Instant precision should be retained in ObjectMapper#readTree (add `JsonNodeFeature` to force use of `BigDecimal` for `JsonNode` reads)

FasterXML / jackson-modules-java8

Set of support modules for Java 8 datatypes (Optionals, date/time) and features (parameter names)

Apache License 2.0

398 stars 116 forks source link

Instant precision should be retained in ObjectMapper#readTree (add `JsonNodeFeature` to force use of `BigDecimal` for `JsonNode` reads) #307

Open jzheaux opened 3 years ago

jzheaux commented 3 years ago

Describe the bug

ObjectMapper#readValue(String) seems to preserve all nine digits of an Instant's decimal, but ObjectMapper#readTree(JsonParser) does not.

Version information

Jackson 2.12.1

To Reproduce

ObjectMapper mapper = new ObjectMapper();
{
    mapper.registerModule(new JavaTimeModule());
}

Instant issuedAt = Instant.ofEpochSecond(1234567890).plusNanos(123456789);
Map<String, Instant> attributes = new HashMap<>();
{
    attributes.put("iat", issuedAt);
}

@Test
void passes() throws Exception {
    String serialized = mapper.writeValueAsString(attributes);
    Map<String, Instant> deserialized = mapper.readValue(serialized, new TypeReference<>() {});
    assertThat(deserialized.get("iat")).isEqualTo(issuedAt);
}

@Test
void fails() throws Exception {
    String serialized = mapper.writeValueAsString(attributes);
    JsonParser parser = mapper.createParser(serialized);
    JsonNode mapNode = mapper.readTree(parser);
    Map<String, Object> deserialized = new LinkedHashMap<>();
    Iterable<Map.Entry<String, JsonNode>> fields = mapNode::fields;
    for (Map.Entry<String, JsonNode> field : fields) {
        deserialized.put(field.getKey(), mapper.readValue(field.getValue().traverse(mapper), Instant.class));
    }
    assertThat(deserialized.get("iat")).isEqualTo(issuedAt);
}

The second test fails with:

Expecting:
 <2009-02-13T23:31:30.123456700Z>
to be equal to:
 <2009-02-13T23:31:30.123456789Z>
but was not.
Expected :2009-02-13T23:31:30.123456789Z
Actual   :2009-02-13T23:31:30.123456700Z

Additional context

The failure case is derived from a custom deserializer in our project.

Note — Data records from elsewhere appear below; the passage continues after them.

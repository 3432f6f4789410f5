use crate::runtime::{DeviceProperty, RuntimeSession, UNKNOWN_PROPERTY};
use crate::types::{ControllerRole, ControllerRoles, LifecycleEvent, PoseArray, MAX_DEVICE_COUNT};
use std::sync::Arc;

/// One device slot. The index is fixed for the process lifetime; the
/// connection flag follows lifecycle events and the serial number is
/// queried lazily while the slot is connected.
#[derive(Debug, Clone, PartialEq, Eq)]
pub struct Device {
    index: u32,
    connected: bool,
    serial: Option<Arc<str>>,
}

impl Device {
    fn new(index: u32) -> Self {
        Self {
            index,
            connected: false,
            serial: None,
        }
    }

    pub fn index(&self) -> u32 {
        self.index
    }

    pub fn is_connected(&self) -> bool {
        self.connected
    }

    /// Cached serial number, `None` until queried.
    pub fn serial(&self) -> Option<&Arc<str>> {
        self.serial.as_ref()
    }

    fn set_connected(&mut self, connected: bool) {
        if self.connected != connected {
            // A slot can be reused by a different device after a reconnect.
            self.serial = None;
        }
        self.connected = connected;
    }
}

/// Connection state and identity for every device slot.
pub struct DeviceTable {
    devices: Vec<Device>,
    controller_roles: ControllerRoles,
}

impl DeviceTable {
    pub fn new() -> Self {
        Self {
            devices: (0..MAX_DEVICE_COUNT as u32).map(Device::new).collect(),
            controller_roles: ControllerRoles::default(),
        }
    }

    pub fn get(&self, index: u32) -> Option<&Device> {
        self.devices.get(index as usize)
    }

    pub fn iter(&self) -> impl Iterator<Item = &Device> {
        self.devices.iter()
    }

    pub fn is_connected(&self, index: u32) -> bool {
        self.get(index).map_or(false, Device::is_connected)
    }

    pub fn connected_count(&self) -> usize {
        self.devices.iter().filter(|d| d.connected).count()
    }

    pub fn controller_roles(&self) -> ControllerRoles {
        self.controller_roles
    }

    /// Apply a lifecycle event. Returns true when controller-role
    /// assignments may have changed.
    pub fn apply(&mut self, event: &LifecycleEvent) -> bool {
        match *event {
            LifecycleEvent::Connected(i) => {
                if let Some(d) = self.devices.get_mut(i as usize) {
                    d.set_connected(true);
                }
                true
            }
            LifecycleEvent::Disconnected(i) => {
                if let Some(d) = self.devices.get_mut(i as usize) {
                    d.set_connected(false);
                }
                true
            }
            LifecycleEvent::RoleChanged(_) => true,
            LifecycleEvent::ButtonChanged { .. } | LifecycleEvent::RuntimeQuitRequested => false,
        }
    }

    /// Reconcile connection flags with a fresh sample. Devices that were
    /// already connected before the session started never send an
    /// activation event, so the sample is authoritative.
    pub fn sync_connections(&mut self, poses: &PoseArray) {
        for (device, pose) in self.devices.iter_mut().zip(poses.iter()) {
            if device.connected != pose.connected {
                log::debug!(
                    "Device {} {} (from pose sample)",
                    device.index,
                    if pose.connected { "connected" } else { "disconnected" }
                );
                device.set_connected(pose.connected);
            }
        }
    }

    /// Query serial numbers for connected slots that have none cached.
    /// A failed query is retried on the next call.
    pub fn refresh_serials(&mut self, session: &RuntimeSession) {
        if !session.is_ready() {
            return;
        }
        for device in self.devices.iter_mut().filter(|d| d.connected && d.serial.is_none()) {
            let serial = session.string_property(device.index, DeviceProperty::SerialNumber);
            if serial == UNKNOWN_PROPERTY {
                log::trace!("Serial number of device {} not available yet", device.index);
                continue;
            }
            log::debug!("Device {} has serial {}", device.index, serial);
            device.serial = Some(Arc::from(serial));
        }
    }

    /// Re-read which slots hold the left and right hand controllers.
    pub fn refresh_controller_roles(&mut self, session: &RuntimeSession) {
        let roles = match session.runtime() {
            Some(rt) => ControllerRoles {
                left_hand: rt.device_index_for_role(ControllerRole::LeftHand),
                right_hand: rt.device_index_for_role(ControllerRole::RightHand),
            },
            None => ControllerRoles::default(),
        };
        let roles = ControllerRoles {
            left_hand: roles.left_hand.filter(|&i| (i as usize) < MAX_DEVICE_COUNT),
            right_hand: roles.right_hand.filter(|&i| (i as usize) < MAX_DEVICE_COUNT),
        };
        if roles != self.controller_roles {
            log::debug!("Controller roles now {:?}", roles);
            self.controller_roles = roles;
        }
    }

    /// Forget everything; used when the session drops back to inert.
    pub fn reset(&mut self) {
        for device in &mut self.devices {
            device.connected = false;
            device.serial = None;
        }
        self.controller_roles = ControllerRoles::default();
    }
}

impl Default for DeviceTable {
    fn default() -> Self {
        Self::new()
    }
}

#[cfg(test)]
mod tests {
    use super::*;
    use crate::mock::MockRuntime;
    use crate::runtime::DEFAULT_INIT_TIMEOUT;
    use crate::types::{invalid_pose_array, Pose};

    fn ready_session(mock: &MockRuntime) -> RuntimeSession {
        let mut session = RuntimeSession::new(Box::new(mock.clone()), DEFAULT_INIT_TIMEOUT);
        session.initialize().unwrap();
        session
    }

    #[test]
    fn test_lifecycle_toggles_connection() {
        let mut table = DeviceTable::new();
        assert!(table.apply(&LifecycleEvent::Connected(4)));
        assert!(table.is_connected(4));
        assert_eq!(table.connected_count(), 1);
        assert!(table.apply(&LifecycleEvent::Disconnected(4)));
        assert!(!table.is_connected(4));
        assert!(!table.apply(&LifecycleEvent::RuntimeQuitRequested));
        // Out-of-range indices are ignored.
        table.apply(&LifecycleEvent::Connected(500));
        assert_eq!(table.connected_count(), 0);
    }

    #[test]
    fn test_serial_is_queried_once_while_connected() {
        let mock = MockRuntime::new();
        mock.connect_device(3, "LHR-ABC123");
        let session = ready_session(&mock);

        let mut table = DeviceTable::new();
        table.apply(&LifecycleEvent::Connected(3));
        table.refresh_serials(&session);
        table.refresh_serials(&session);
        assert_eq!(table.get(3).unwrap().serial().map(|s| &**s), Some("LHR-ABC123"));
        assert_eq!(mock.property_queries(), 1);
    }

    #[test]
    fn test_unknown_serial_is_retried() {
        let mock = MockRuntime::new();
        let session = ready_session(&mock);

        let mut table = DeviceTable::new();
        table.apply(&LifecycleEvent::Connected(2));
        table.refresh_serials(&session);
        assert!(table.get(2).unwrap().serial().is_none());

        mock.set_property(2, DeviceProperty::SerialNumber, "LHR-0002");
        table.refresh_serials(&session);
        assert_eq!(table.get(2).unwrap().serial().map(|s| &**s), Some("LHR-0002"));
        assert_eq!(mock.property_queries(), 2);
    }

    #[test]
    fn test_disconnect_clears_serial() {
        let mock = MockRuntime::new();
        mock.connect_device(1, "LHR-OLD");
        let session = ready_session(&mock);

        let mut table = DeviceTable::new();
        table.apply(&LifecycleEvent::Connected(1));
        table.refresh_serials(&session);
        table.apply(&LifecycleEvent::Disconnected(1));
        assert!(table.get(1).unwrap().serial().is_none());

        // Disconnected slots are not queried.
        table.refresh_serials(&session);
        assert_eq!(mock.property_queries(), 1);
    }

    #[test]
    fn test_sample_marks_preexisting_devices() {
        let mut table = DeviceTable::new();
        let mut poses = invalid_pose_array();
        poses[0] = Pose {
            connected: true,
            valid: true,
            ..Pose::INVALID
        };
        table.sync_connections(&poses);
        assert!(table.is_connected(0));
        assert_eq!(table.connected_count(), 1);
    }

    #[test]
    fn test_controller_roles_follow_runtime() {
        let mock = MockRuntime::new();
        mock.set_role_index(ControllerRole::LeftHand, Some(5));
        mock.set_role_index(ControllerRole::RightHand, Some(900));
        let session = ready_session(&mock);

        let mut table = DeviceTable::new();
        table.refresh_controller_roles(&session);
        assert_eq!(table.controller_roles().index_for(ControllerRole::LeftHand), Some(5));
        // Indices outside the slot range are dropped.
        assert_eq!(table.controller_roles().index_for(ControllerRole::RightHand), None);
    }
}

Ideally, I'd like readTree to retain the Instant's precision in the same way that ObjectMapper#readValue does when it deserializes a Map that contains Instants, though I'd be happy with advice on how to change my approach in my deserializer instead.

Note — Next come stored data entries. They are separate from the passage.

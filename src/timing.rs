//! Display-refresh timing, fed by an external once-per-refresh callback.
//!
//! The clock is written from the display thread and read from the polling
//! loop, so it only uses atomics.

use std::sync::atomic::{AtomicU64, Ordering};
use std::time::Instant;

/// Records display refreshes on a monotonic timeline anchored at creation.
pub struct FrameClock {
    epoch: Instant,
    last_refresh_bits: AtomicU64,
    interval_bits: AtomicU64,
    refresh_count: AtomicU64,
}

impl FrameClock {
    pub fn new() -> Self {
        Self {
            epoch: Instant::now(),
            last_refresh_bits: AtomicU64::new(f64::NAN.to_bits()),
            interval_bits: AtomicU64::new(f64::NAN.to_bits()),
            refresh_count: AtomicU64::new(0),
        }
    }

    /// Seconds since the clock was created.
    pub fn now_s(&self) -> f64 {
        self.epoch.elapsed().as_secs_f64()
    }

    /// Seconds since the clock was created, at `instant`.
    pub fn seconds_at(&self, instant: Instant) -> f64 {
        instant.saturating_duration_since(self.epoch).as_secs_f64()
    }

    /// Record a display refresh at `timestamp_s` (clock seconds). The refresh
    /// interval is measured from consecutive timestamps; out-of-order or
    /// repeated timestamps leave the interval unchanged.
    pub fn on_display_refresh(&self, timestamp_s: f64) {
        let prev = f64::from_bits(
            self.last_refresh_bits
                .swap(timestamp_s.to_bits(), Ordering::AcqRel),
        );
        self.refresh_count.fetch_add(1, Ordering::Relaxed);
        if prev.is_finite() && timestamp_s > prev {
            self.interval_bits
                .store((timestamp_s - prev).to_bits(), Ordering::Release);
        }
    }

    /// Record a display refresh happening now.
    pub fn on_display_refresh_now(&self) {
        self.on_display_refresh(self.now_s());
    }

    pub fn snapshot(&self) -> FrameTiming {
        let last = f64::from_bits(self.last_refresh_bits.load(Ordering::Acquire));
        let interval = f64::from_bits(self.interval_bits.load(Ordering::Acquire));
        FrameTiming {
            last_refresh_s: last.is_finite().then_some(last),
            refresh_interval_s: (interval.is_finite() && interval > 0.0).then_some(interval),
            refresh_count: self.refresh_count.load(Ordering::Relaxed),
        }
    }
}

impl Default for FrameClock {
    fn default() -> Self {
        Self::new()
    }
}

/// Read-only view of the most recent display timing.
#[derive(Debug, Clone, Copy, PartialEq, Default)]
pub struct FrameTiming {
    pub last_refresh_s: Option<f64>,
    pub refresh_interval_s: Option<f64>,
    pub refresh_count: u64,
}

impl FrameTiming {
    pub fn refresh_rate_hz(&self) -> Option<f64> {
        self.refresh_interval_s.map(|i| 1.0 / i)
    }

    pub fn seconds_since_refresh(&self, now_s: f64) -> Option<f64> {
        self.last_refresh_s.map(|last| (now_s - last).max(0.0))
    }

    /// Forward offset for pose prediction: time from `now_s` until the next
    /// refresh boundary, plus `extra_s` of fixed display latency. Falls back
    /// to `extra_s` alone until two refreshes have been seen.
    pub fn prediction_delta(&self, now_s: f64, extra_s: f64) -> f64 {
        let until_refresh = match (self.last_refresh_s, self.refresh_interval_s) {
            (Some(last), Some(interval)) => {
                let since = (now_s - last).max(0.0);
                interval - since % interval
            }
            _ => 0.0,
        };
        (until_refresh + extra_s).max(0.0)
    }
}

#[cfg(test)]
mod tests {
    use super::*;

    #[test]
    fn test_unknown_timing_uses_extra_only() {
        let clock = FrameClock::new();
        let timing = clock.snapshot();
        assert_eq!(timing.last_refresh_s, None);
        assert_eq!(timing.refresh_rate_hz(), None);
        assert!((timing.prediction_delta(5.0, 0.011) - 0.011).abs() < 1e-12);
        assert_eq!(timing.prediction_delta(5.0, -1.0), 0.0);
    }

    #[test]
    fn test_interval_measured_between_refreshes() {
        let clock = FrameClock::new();
        clock.on_display_refresh(1.0);
        assert_eq!(clock.snapshot().refresh_interval_s, None);
        clock.on_display_refresh(1.0 + 1.0 / 90.0);
        let timing = clock.snapshot();
        assert!((timing.refresh_rate_hz().unwrap() - 90.0).abs() < 1e-6);
        assert_eq!(timing.refresh_count, 2);
    }

    #[test]
    fn test_repeated_timestamp_keeps_interval() {
        let clock = FrameClock::new();
        clock.on_display_refresh(1.0);
        clock.on_display_refresh(1.5);
        clock.on_display_refresh(1.5);
        assert_eq!(clock.snapshot().refresh_interval_s, Some(0.5));
    }

    #[test]
    fn test_delta_runs_to_next_refresh() {
        let timing = FrameTiming {
            last_refresh_s: Some(10.0),
            refresh_interval_s: Some(0.01),
            refresh_count: 2,
        };
        // 3 ms after a refresh: 7 ms until the next one.
        let d = timing.prediction_delta(10.003, 0.0);
        assert!((d - 0.007).abs() < 1e-9);
        // Several refreshes late still lands on the next boundary.
        let d = timing.prediction_delta(10.0425, 0.02);
        assert!((d - (0.0075 + 0.02)).abs() < 1e-9);
        assert!((timing.seconds_since_refresh(10.003).unwrap() - 0.003).abs() < 1e-12);
    }

    #[test]
    fn test_seconds_at_is_monotonic() {
        let clock = FrameClock::new();
        let later = Instant::now() + std::time::Duration::from_millis(250);
        assert!(clock.seconds_at(later) >= 0.25);
    }
}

I realize also that USE_BIG_DECIMAL_FOR_FLOATS addresses this issue, but I'd prefer to avoid that, since others import our module.

cowtowncoder commented 3 years ago

Right, Instant is not directly related to the issue here; the problem is that JsonNode defaults to using Double which being 64-binary floating-point number can not represent values with same fidelity. There is no other option than either forcing BigDecimal or somehow make Jackson postpone string-to-number conversion; I think there is another issue for trying to make that happen but no clear way for how that could work -- partly since some formats (most binary formats) will have specific backing number type, and string-to-number conversion is needed for textual formats.

But this is neither available now nor absolutely needed for your use case. You should probably define and use an intermediate POJO for values and make property you need to be of type BigDecimal (unless you want to use JsonParser directly). Either way you can avoid conversion to double and related loss of precision.

jzheaux commented 3 years ago

Since the defined objects contain Map<String, Object> by design, it's not an option to develop a POJO as a deserialization hint.

However, it appears that we may be able to copy the unmodifiable Map to a LinkedHashMap, and then allow ObjectMapper#readValue to do its magic. Or, we could simply change our documentation to state that our Jackson module only supports microsecond precision by default. I've created https://github.com/spring-projects/spring-security/issues/9460 to take a closer look.

cowtowncoder commented 3 years ago

Ok. Use of Map<String, Instant> would do the trick too, but if stronger typing upfront is not possible that won't help much. I do think that in general ability to defer decoding of floating-point values for textual formats, when buffering, is valuable. For 2.13 there is a related issue, FasterXML/jackson-databind#2989, which would make this a bit easier to achieve. Binary formats could have simpler functionality in which deferral/coercion is not needed, but most textual formats would simply buffer textual representation and handle decoding on as-requested basis when "reading" from TokenBuffer using numeric accessors.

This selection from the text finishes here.